In this section we will consider LMD GHOST in isolation, ignoring completely the Casper FFG finality overlay1. LMD GHOST is the essence of a consensus mechanism in itself – it is a fork choice rule, just as the heaviest chain rule in Nakamoto consensus is – and has its own sets of properties and trade-offs.

For now, we will be considering only the "how it works" part of the story - the happy flow. We will look at the "how it can go wrong" part later, in the Issues and Fixes section.

Naming

The name LMD GHOST comprises two acronyms, for "Latest Message Driven", and "Greedy Heaviest-Observed Sub-Tree". We'll unpack GHOST first, then LMD.

GHOST

The GHOST protocol comes from a 2013 paper by Sompolinsky and Zohar about how to safely improve transaction throughput on Bitcoin. Increasing the block size, or decreasing the interval between blocks, makes the chain more susceptible to forking in a network that has uncontrolled latency (delays), like the Internet. Chains that fork have more reorgs, and reorgs are bad for transaction security. Replacing Bitcoin's longest chain fork choice rule with the GHOST fork choice was shown to be more stable in the presence of latency, allowing block production to be more frequent.

The name GHOST stands for "Greedy Heaviest-Observed Sub-Tree", which describes how the algorithm works. We will expand on that below.
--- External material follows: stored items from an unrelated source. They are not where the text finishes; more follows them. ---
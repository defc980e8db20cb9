//! Stripe webhook verification.
//!
//! Stripe signs every webhook with the endpoint's signing secret and sends the result in the `Stripe-Signature` header:
//!
//! ```text
//! Stripe-Signature: t=1718000000,v1=5257a869...,v1=...,v0=...
//! ```
//!
//! `t` is the Unix timestamp of the delivery and each `v1` is a hex-encoded HMAC-SHA256 of `"{t}.{payload}"`. There
//! can be several `v1` entries while a secret is being rolled. `v0` entries are ignored.
use chrono::{DateTime, Utc};
use hmac::{Hmac, Mac};
use log::*;
use serde::{Deserialize, Serialize};
use serde_json::Value;
use sha2::Sha256;

use crate::{CheckoutSession, WebhookError};

type HmacSha256 = Hmac<Sha256>;

pub const SIGNATURE_HEADER: &str = "Stripe-Signature";
/// Deliveries older (or newer) than this many seconds are rejected.
pub const DEFAULT_TOLERANCE: i64 = 300;

#[derive(Debug, Clone, PartialEq, Eq)]
pub struct SignatureHeader {
    pub timestamp: i64,
    pub signatures: Vec<String>,
}

impl SignatureHeader {
    pub fn parse(header: &str) -> Result<Self, WebhookError> {
        let mut timestamp = None;
        let mut signatures = Vec::new();
        for pair in header.split(',').map(str::trim).filter(|p| !p.is_empty()) {
            let (key, value) = pair
                .split_once('=')
                .ok_or_else(|| WebhookError::MalformedHeader(format!("'{pair}' is not a key=value pair")))?;
            match key {
                "t" => {
                    let t = value
                        .parse::<i64>()
                        .map_err(|_| WebhookError::MalformedHeader(format!("'{value}' is not a timestamp")))?;
                    timestamp = Some(t);
                },
                "v1" => signatures.push(value.to_string()),
                _ => trace!("💳️ Ignoring signature scheme '{key}'"),
            }
        }
        let timestamp = timestamp.ok_or_else(|| WebhookError::MalformedHeader("No timestamp".into()))?;
        if signatures.is_empty() {
            return Err(WebhookError::NoSignatures);
        }
        Ok(Self { timestamp, signatures })
    }
}

fn mac_for(payload: &[u8], secret: &str, timestamp: i64) -> Result<HmacSha256, WebhookError> {
    let mut mac =
        HmacSha256::new_from_slice(secret.as_bytes()).map_err(|_| WebhookError::MissingSecret)?;
    mac.update(timestamp.to_string().as_bytes());
    mac.update(b".");
    mac.update(payload);
    Ok(mac)
}

/// Produces a `Stripe-Signature` header value for the payload, as Stripe itself would. Useful for local testing.
pub fn sign_payload(payload: &[u8], secret: &str, timestamp: i64) -> Result<String, WebhookError> {
    let signature = hex::encode(mac_for(payload, secret, timestamp)?.finalize().into_bytes());
    Ok(format!("t={timestamp},v1={signature}"))
}

/// Checks the `Stripe-Signature` header against the raw request body.
///
/// The payload must be the exact bytes Stripe sent. Each `v1` signature is compared in constant time, and the
/// timestamp must lie within `tolerance` seconds of `now`.
pub fn verify_signature(
    payload: &[u8],
    header: &str,
    secret: &str,
    tolerance: i64,
    now: DateTime<Utc>,
) -> Result<(), WebhookError> {
    if secret.is_empty() {
        return Err(WebhookError::MissingSecret);
    }
    let header = SignatureHeader::parse(header)?;
    let now = now.timestamp();
    if (now - header.timestamp).abs() > tolerance {
        return Err(WebhookError::TimestampOutOfRange { timestamp: header.timestamp, now, tolerance });
    }
    let mac = mac_for(payload, secret, header.timestamp)?;
    let matched = header
        .signatures
        .iter()
        .filter_map(|s| hex::decode(s).ok())
        .any(|candidate| mac.clone().verify_slice(&candidate).is_ok());
    if matched {
        Ok(())
    } else {
        Err(WebhookError::SignatureMismatch)
    }
}

/// Verifies the signature, then parses the payload as a Stripe event.
pub fn construct_event(
    payload: &[u8],
    header: &str,
    secret: &str,
    tolerance: i64,
    now: DateTime<Utc>,
) -> Result<StripeEvent, WebhookError> {
    verify_signature(payload, header, secret, tolerance, now)?;
    serde_json::from_slice(payload).map_err(|e| WebhookError::InvalidPayload(e.to_string()))
}

#[derive(Debug, Clone, Copy, PartialEq, Eq)]
pub enum StripeEventKind {
    CheckoutCompleted,
    CheckoutAsyncSucceeded,
    CheckoutAsyncFailed,
    CheckoutExpired,
    Other,
}

#[derive(Debug, Clone, PartialEq, Serialize, Deserialize)]
pub struct StripeEventData {
    pub object: Value,
}

#[derive(Debug, Clone, PartialEq, Serialize, Deserialize)]
pub struct StripeEvent {
    pub id: String,
    #[serde(rename = "type")]
    pub event_type: String,
    #[serde(default)]
    pub created: i64,
    #[serde(default)]
    pub livemode: bool,
    pub data: StripeEventData,
}

impl StripeEvent {
    pub fn kind(&self) -> StripeEventKind {
        match self.event_type.as_str() {
            "checkout.session.completed" => StripeEventKind::CheckoutCompleted,
            "checkout.session.async_payment_succeeded" => StripeEventKind::CheckoutAsyncSucceeded,
            "checkout.session.async_payment_failed" => StripeEventKind::CheckoutAsyncFailed,
            "checkout.session.expired" => StripeEventKind::CheckoutExpired,
            _ => StripeEventKind::Other,
        }
    }

    /// The checkout session carried by a `checkout.session.*` event.
    pub fn checkout_session(&self) -> Result<CheckoutSession, WebhookError> {
        if self.kind() == StripeEventKind::Other {
            return Err(WebhookError::InvalidPayload(format!("{} is not a checkout session event", self.event_type)));
        }
        serde_json::from_value(self.data.object.clone()).map_err(|e| WebhookError::InvalidPayload(e.to_string()))
    }
}
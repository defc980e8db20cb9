//! Primitives shared by every crate in the storefront workspace.
mod cents;

pub mod helpers;
pub mod op;
mod secret;

pub use cents::{Cents, CentsConversionError, CURRENCY_CODE, CURRENCY_CODE_LOWER};
pub use secret::Secret;
//! Types that map directly onto rows in the storefront database.
//!
//! Status enums are stored as snake_case text, and serialise to JSON the same way.
use std::{fmt::Display, str::FromStr};

use chrono::{DateTime, Utc};
use rand::Rng;
use serde::{Deserialize, Serialize};
use sf_common::Cents;
use sqlx::{types::Json, FromRow, Type};
use thiserror::Error;

#[derive(Debug, Clone, Error)]
#[error("Invalid value for {kind}: {value}")]
pub struct ConversionError {
    pub kind: &'static str,
    pub value: String,
}

impl ConversionError {
    fn new(kind: &'static str, value: &str) -> Self {
        Self { kind, value: value.to_string() }
    }
}

/// Implements `Display` and `FromStr` for a unit-variant enum using its snake_case wire names.
macro_rules! text_enum {
    ($name:ident { $($variant:ident => $text:literal),+ $(,)? }) => {
        impl Display for $name {
            fn fmt(&self, f: &mut std::fmt::Formatter<'_>) -> std::fmt::Result {
                match self {
                    $(Self::$variant => write!(f, $text),)+
                }
            }
        }

        impl FromStr for $name {
            type Err = ConversionError;

            fn from_str(s: &str) -> Result<Self, Self::Err> {
                match s.trim().to_ascii_lowercase().as_str() {
                    $($text => Ok(Self::$variant),)+
                    _ => Err(ConversionError::new(stringify!($name), s)),
                }
            }
        }
    };
}

//--------------------------------------     OrderNumber       ---------------------------------------------------------
/// The human-readable order number shown to customers, e.g. `PP-240612-K3Q9ZB`.
#[derive(Debug, Clone, PartialEq, Eq, Hash, Type, Serialize, Deserialize)]
#[sqlx(transparent)]
#[serde(transparent)]
pub struct OrderNumber(String);

const ORDER_NUMBER_PREFIX: &str = "PP";
const ORDER_NUMBER_CHARS: &[u8] = b"ABCDEFGHIJKLMNOPQRSTUVWXYZ0123456789";
const ORDER_NUMBER_SUFFIX_LEN: usize = 6;

impl OrderNumber {
    pub fn new_random() -> Self {
        Self::new_random_at(Utc::now())
    }

    pub fn new_random_at(at: DateTime<Utc>) -> Self {
        let mut rng = rand::thread_rng();
        let suffix: String = (0..ORDER_NUMBER_SUFFIX_LEN)
            .map(|_| ORDER_NUMBER_CHARS[rng.gen_range(0..ORDER_NUMBER_CHARS.len())] as char)
            .collect();
        Self(format!("{ORDER_NUMBER_PREFIX}-{}-{suffix}", at.format("%y%m%d")))
    }

    pub fn as_str(&self) -> &str {
        self.0.as_str()
    }

    /// True if the number has the `PP-YYMMDD-XXXXXX` shape that [`OrderNumber::new_random`] produces.
    pub fn is_well_formed(&self) -> bool {
        let mut parts = self.0.split('-');
        let prefix = parts.next();
        let date = parts.next();
        let suffix = parts.next();
        prefix == Some(ORDER_NUMBER_PREFIX) &&
            date.map(|d| d.len() == 6 && d.chars().all(|c| c.is_ascii_digit())).unwrap_or(false) &&
            suffix
                .map(|s| {
                    s.len() == ORDER_NUMBER_SUFFIX_LEN && s.bytes().all(|c| ORDER_NUMBER_CHARS.contains(&c))
                })
                .unwrap_or(false) &&
            parts.next().is_none()
    }
}
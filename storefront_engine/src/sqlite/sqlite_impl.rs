//! `SqliteDatabase` is the concrete storefront backend.
//!
//! It implements every trait in [`crate::traits`] on top of the functions in [`super::db`].
use std::fmt::Debug;

use chrono::{DateTime, Utc};
use log::*;
use sqlx::{migrate::MigrateError, SqlitePool};

use super::db::{catalog, db_url, exchange_rates, new_pool, orders, payments, subscriptions};
use crate::{
    db_types::{
        DeliveryStatus,
        ETransferPayment,
        ExchangeRate,
        NewETransferPayment,
        NewOrder,
        NewProduct,
        NewSubscription,
        NewSubscriptionDelivery,
        NewSubscriptionPlan,
        Order,
        OrderDetail,
        OrderNumber,
        PaymentStatus,
        Product,
        ProductUpdate,
        ShippingStatus,
        SolanaPayment,
        SolanaPaymentStatus,
        SolanaQuote,
        Subscription,
        SubscriptionDelivery,
        SubscriptionPlan,
        SubscriptionStatus,
    },
    traits::{
        CatalogError,
        CatalogManagement,
        ExchangeRateError,
        ExchangeRates,
        OrderFlowError,
        OrderManagement,
        OrderQueryFilter,
        PaymentRecords,
        ProductQuery,
        SubscriptionError,
        SubscriptionManagement,
    },
};

#[derive(Clone)]
pub struct SqliteDatabase {
    url: String,
    pool: SqlitePool,
}

impl Debug for SqliteDatabase {
    fn fmt(&self, f: &mut std::fmt::Formatter<'_>) -> std::fmt::Result {
        writeln!(f, "SqliteDatabase ({:?})", self.pool)
    }
}

impl OrderManagement for SqliteDatabase {
    async fn insert_order(&self, order: NewOrder) -> Result<OrderDetail, OrderFlowError> {
        let mut tx = self.pool.begin().await?;
        let number = order.order_number.clone();
        // Dropping `tx` on error rolls back the order row along with any items already written
        let detail = orders::insert_order(order, &mut tx).await?;
        tx.commit().await?;
        debug!("🗃️ Order [{number}] committed");
        Ok(detail)
    }

    async fn fetch_order_by_number(&self, number: &OrderNumber) -> Result<Option<Order>, OrderFlowError> {
        let mut conn = self.pool.acquire().await?;
        Ok(orders::fetch_order_by_number(number, &mut conn).await?)
    }

    async fn fetch_order_detail(&self, number: &OrderNumber) -> Result<Option<OrderDetail>, OrderFlowError> {
        let mut conn = self.pool.acquire().await?;
        Ok(orders::fetch_order_detail(number, &mut conn).await?)
    }

    async fn fetch_orders_for_user(&self, user_id: &str) -> Result<Vec<Order>, OrderFlowError> {
        let mut conn = self.pool.acquire().await?;
        Ok(orders::fetch_orders_for_user(user_id, &mut conn).await?)
    }

    async fn fetch_orders_for_email(&self, email: &str) -> Result<Vec<Order>, OrderFlowError> {
        let mut conn = self.pool.acquire().await?;
        Ok(orders::fetch_guest_orders_for_email(email, &mut conn).await?)
    }

    async fn search_orders(&self, query: OrderQueryFilter) -> Result<Vec<Order>, OrderFlowError> {
        let mut conn = self.pool.acquire().await?;
        Ok(orders::search_orders(query, &mut conn).await?)
    }

    async fn set_payment_status(&self, number: &OrderNumber, status: PaymentStatus) -> Result<Order, OrderFlowError> {
        let mut conn = self.pool.acquire().await?;
        orders::update_payment_status(number, status, &mut conn)
            .await?
            .ok_or_else(|| OrderFlowError::OrderNotFound(number.clone()))
    }

    async fn attach_payment_reference(
        &self,
        number: &OrderNumber,
        reference: &str,
        status: PaymentStatus,
    ) -> Result<Order, OrderFlowError> {
        let mut conn = self.pool.acquire().await?;
        orders::update_payment_reference(number, reference, status, &mut conn)
            .await?
            .ok_or_else(|| OrderFlowError::OrderNotFound(number.clone()))
    }

    async fn attach_stripe_session(&self, number: &OrderNumber, session_id: &str) -> Result<Order, OrderFlowError> {
        let mut conn = self.pool.acquire().await?;
        orders::update_stripe_session(number, session_id, &mut conn)
            .await?
            .ok_or_else(|| OrderFlowError::OrderNotFound(number.clone()))
    }

    async fn fetch_order_by_stripe_session(&self, session_id: &str) -> Result<Option<Order>, OrderFlowError> {
        let mut conn = self.pool.acquire().await?;
        Ok(orders::fetch_order_by_stripe_session(session_id, &mut conn).await?)
    }

    async fn set_shipping_status(
        &self,
        number: &OrderNumber,
        status: ShippingStatus,
        tracking_number: Option<String>,
    ) -> Result<Order, OrderFlowError> {
        let mut conn = self.pool.acquire().await?;
        orders::update_shipping_status(number, status, tracking_number, &mut conn)
            .await?
            .ok_or_else(|| OrderFlowError::OrderNotFound(number.clone()))
    }
}

impl CatalogManagement for SqliteDatabase {
    async fn fetch_products(&self, query: ProductQuery) -> Result<Vec<Product>, CatalogError> {
        let mut conn = self.pool.acquire().await?;
        Ok(catalog::fetch_products(query, &mut conn).await?)
    }

    async fn fetch_product_by_slug(&self, slug: &str) -> Result<Option<Product>, CatalogError> {
        let mut conn = self.pool.acquire().await?;
        Ok(catalog::fetch_product_by_slug(slug, &mut conn).await?)
    }

    async fn fetch_products_by_ids(&self, ids: &[i64]) -> Result<Vec<Product>, CatalogError> {
        let mut conn = self.pool.acquire().await?;
        Ok(catalog::fetch_products_by_ids(ids, &mut conn).await?)
    }

    async fn upsert_product(&self, product: NewProduct) -> Result<Product, CatalogError> {
        let mut conn = self.pool.acquire().await?;
        let product = catalog::upsert_product(product, &mut conn).await?;
        debug!("🗃️ Product '{}' saved with id {}", product.slug, product.id);
        Ok(product)
    }

    async fn update_product(&self, id: i64, update: ProductUpdate) -> Result<Product, CatalogError> {
        let mut conn = self.pool.acquire().await?;
        catalog::update_product(id, update, &mut conn).await
    }
}

impl SubscriptionManagement for SqliteDatabase {
    async fn fetch_plans(&self) -> Result<Vec<SubscriptionPlan>, SubscriptionError> {
        let mut conn = self.pool.acquire().await?;
        Ok(subscriptions::fetch_active_plans(&mut conn).await?)
    }

    async fn fetch_plan(&self, id: i64) -> Result<Option<SubscriptionPlan>, SubscriptionError> {
        let mut conn = self.pool.acquire().await?;
        Ok(subscriptions::fetch_plan(id, &mut conn).await?)
    }

    async fn insert_plan(&self, plan: NewSubscriptionPlan) -> Result<SubscriptionPlan, SubscriptionError> {
        let mut conn = self.pool.acquire().await?;
        Ok(subscriptions::insert_plan(plan, &mut conn).await?)
    }

    async fn insert_subscription(&self, subscription: NewSubscription) -> Result<Subscription, SubscriptionError> {
        let mut conn = self.pool.acquire().await?;
        Ok(subscriptions::insert_subscription(subscription, &mut conn).await?)
    }

    async fn fetch_subscription(&self, id: i64) -> Result<Option<Subscription>, SubscriptionError> {
        let mut conn = self.pool.acquire().await?;
        Ok(subscriptions::fetch_subscription(id, &mut conn).await?)
    }

    async fn fetch_subscriptions_for_user(&self, user_id: &str) -> Result<Vec<Subscription>, SubscriptionError> {
        let mut conn = self.pool.acquire().await?;
        Ok(subscriptions::fetch_subscriptions_for_user(user_id, &mut conn).await?)
    }

    async fn fetch_all_subscriptions(&self) -> Result<Vec<Subscription>, SubscriptionError> {
        let mut conn = self.pool.acquire().await?;
        Ok(subscriptions::fetch_all_subscriptions(&mut conn).await?)
    }

    async fn set_subscription_status(
        &self,
        id: i64,
        status: SubscriptionStatus,
    ) -> Result<Subscription, SubscriptionError> {
        let mut conn = self.pool.acquire().await?;
        subscriptions::update_status(id, status, &mut conn).await?.ok_or(SubscriptionError::SubscriptionNotFound(id))
    }

    async fn advance_billing_period(
        &self,
        id: i64,
        start: DateTime<Utc>,
        end: DateTime<Utc>,
        status: SubscriptionStatus,
    ) -> Result<Subscription, SubscriptionError> {
        let mut conn = self.pool.acquire().await?;
        subscriptions::update_billing_period(id, start, end, status, &mut conn)
            .await?
            .ok_or(SubscriptionError::SubscriptionNotFound(id))
    }

    async fn insert_delivery(
        &self,
        delivery: NewSubscriptionDelivery,
        period_end: DateTime<Utc>,
        status: SubscriptionStatus,
    ) -> Result<(SubscriptionDelivery, Subscription), SubscriptionError> {
        let mut tx = self.pool.begin().await?;
        let id = delivery.subscription_id;
        let existing =
            subscriptions::fetch_subscription(id, &mut tx).await?.ok_or(SubscriptionError::SubscriptionNotFound(id))?;
        let delivery = subscriptions::insert_delivery(delivery, &mut tx).await?;
        let subscription =
            subscriptions::update_billing_period(id, existing.current_period_end, period_end, status, &mut tx)
                .await?
                .ok_or(SubscriptionError::SubscriptionNotFound(id))?;
        tx.commit().await?;
        trace!("🗃️ Delivery #{} stored. Subscription #{id} now runs until {period_end}", delivery.id);
        Ok((delivery, subscription))
    }

    async fn fetch_deliveries(&self, subscription_id: i64) -> Result<Vec<SubscriptionDelivery>, SubscriptionError> {
        let mut conn = self.pool.acquire().await?;
        Ok(subscriptions::fetch_deliveries(subscription_id, &mut conn).await?)
    }

    async fn set_delivery_status(
        &self,
        id: i64,
        status: DeliveryStatus,
        tracking_number: Option<String>,
    ) -> Result<SubscriptionDelivery, SubscriptionError> {
        let mut conn = self.pool.acquire().await?;
        subscriptions::update_delivery_status(id, status, tracking_number, &mut conn)
            .await?
            .ok_or(SubscriptionError::DeliveryNotFound(id))
    }
}

impl PaymentRecords for SqliteDatabase {
    async fn insert_solana_payment(
        &self,
        order_number: &OrderNumber,
        quote: SolanaQuote,
    ) -> Result<SolanaPayment, OrderFlowError> {
        let mut conn = self.pool.acquire().await?;
        Ok(payments::insert_solana_payment(order_number, quote, &mut conn).await?)
    }

    async fn fetch_solana_payment_by_order(
        &self,
        order_number: &OrderNumber,
    ) -> Result<Option<SolanaPayment>, OrderFlowError> {
        let mut conn = self.pool.acquire().await?;
        Ok(payments::fetch_solana_payment_by_order(order_number, &mut conn).await?)
    }

    async fn fetch_solana_payment_by_reference(
        &self,
        reference: &str,
    ) -> Result<Option<SolanaPayment>, OrderFlowError> {
        let mut conn = self.pool.acquire().await?;
        Ok(payments::fetch_solana_payment_by_reference(reference, &mut conn).await?)
    }

    async fn confirm_solana_payment(&self, reference: &str, signature: &str) -> Result<SolanaPayment, OrderFlowError> {
        let mut tx = self.pool.begin().await?;
        let payment =
            payments::update_solana_payment(reference, SolanaPaymentStatus::Confirmed, Some(signature), &mut tx)
                .await?
                .ok_or_else(|| OrderFlowError::SolanaPaymentNotFound(reference.to_string()))?;
        orders::update_payment_reference(&payment.order_number, signature, PaymentStatus::Completed, &mut tx)
            .await?
            .ok_or_else(|| OrderFlowError::OrderNotFound(payment.order_number.clone()))?;
        tx.commit().await?;
        debug!("🗃️ Solana payment {reference} for order {} confirmed by {signature}", payment.order_number);
        Ok(payment)
    }

    async fn insert_etransfer_payment(&self, payment: NewETransferPayment) -> Result<ETransferPayment, OrderFlowError> {
        let mut conn = self.pool.acquire().await?;
        Ok(payments::insert_etransfer_payment(payment, &mut conn).await?)
    }

    async fn fetch_etransfer_payments_for_order(
        &self,
        order_number: &OrderNumber,
    ) -> Result<Vec<ETransferPayment>, OrderFlowError> {
        let mut conn = self.pool.acquire().await?;
        Ok(payments::fetch_etransfer_payments(order_number, &mut conn).await?)
    }
}

impl ExchangeRates for SqliteDatabase {
    async fn fetch_last_rate(&self, currency: &str) -> Result<ExchangeRate, ExchangeRateError> {
        let mut conn = self.pool.acquire().await?;
        exchange_rates::fetch_last_rate(currency, &mut conn).await
    }

    async fn set_exchange_rate(&self, rate: &ExchangeRate) -> Result<(), ExchangeRateError> {
        let mut conn = self.pool.acquire().await?;
        exchange_rates::set_exchange_rate(rate, &mut conn).await
    }
}

impl SqliteDatabase {
    /// Creates a new database API object, using the URL in `SF_DATABASE_URL`
    pub async fn new(max_connections: u32) -> Result<Self, sqlx::Error> {
        let url = db_url();
        SqliteDatabase::new_with_url(url.as_str(), max_connections).await
    }

    pub async fn new_with_url(url: &str, max_connections: u32) -> Result<Self, sqlx::Error> {
        trace!("🗃️ Creating new database connection pool with url {url}");
        let pool = new_pool(url, max_connections).await?;
        let url = url.to_string();
        Ok(Self { url, pool })
    }

    pub fn url(&self) -> &str {
        self.url.as_str()
    }

    /// Returns a reference to the database connection pool.
    pub fn pool(&self) -> &SqlitePool {
        &self.pool
    }

    /// Brings the schema up to date. Migrations that have already run are skipped.
    pub async fn run_migrations(&self) -> Result<(), MigrateError> {
        sqlx::migrate!("./src/sqlite/migrations").run(&self.pool).await?;
        info!("🗃️ Database migrations complete");
        Ok(())
    }

    pub async fn close(&mut self) -> Result<(), sqlx::Error> {
        self.pool.close().await;
        Ok(())
    }
}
In short, GHOST's fork choice doesn't follow the heaviest chain, but the heaviest subtree. It recognises that a vote for a block is not only for that block, but implicitly a vote for each of its ancestors as well, so whole subtrees have an associated weight.

Bitcoin never adopted GHOST, and (despite that paper stating otherwise) neither did Ethereum under proof of work, although it had originally been planned, and the old proof of work "uncle" rewards were related to it.

LMD

The GHOST protocol that we are using in Ethereum's proof of stake has been extended to be able to handle attestations. In proof of work, the voters are the block proposers. They vote for a branch by building their own block on top of it. In our proof of stake protocol, all validators are voters, and each casts a vote for its view of the network once every 6.4 minutes on average by publishing an attestation. So, under PoS, we have a lot more information available about participants' views of the network.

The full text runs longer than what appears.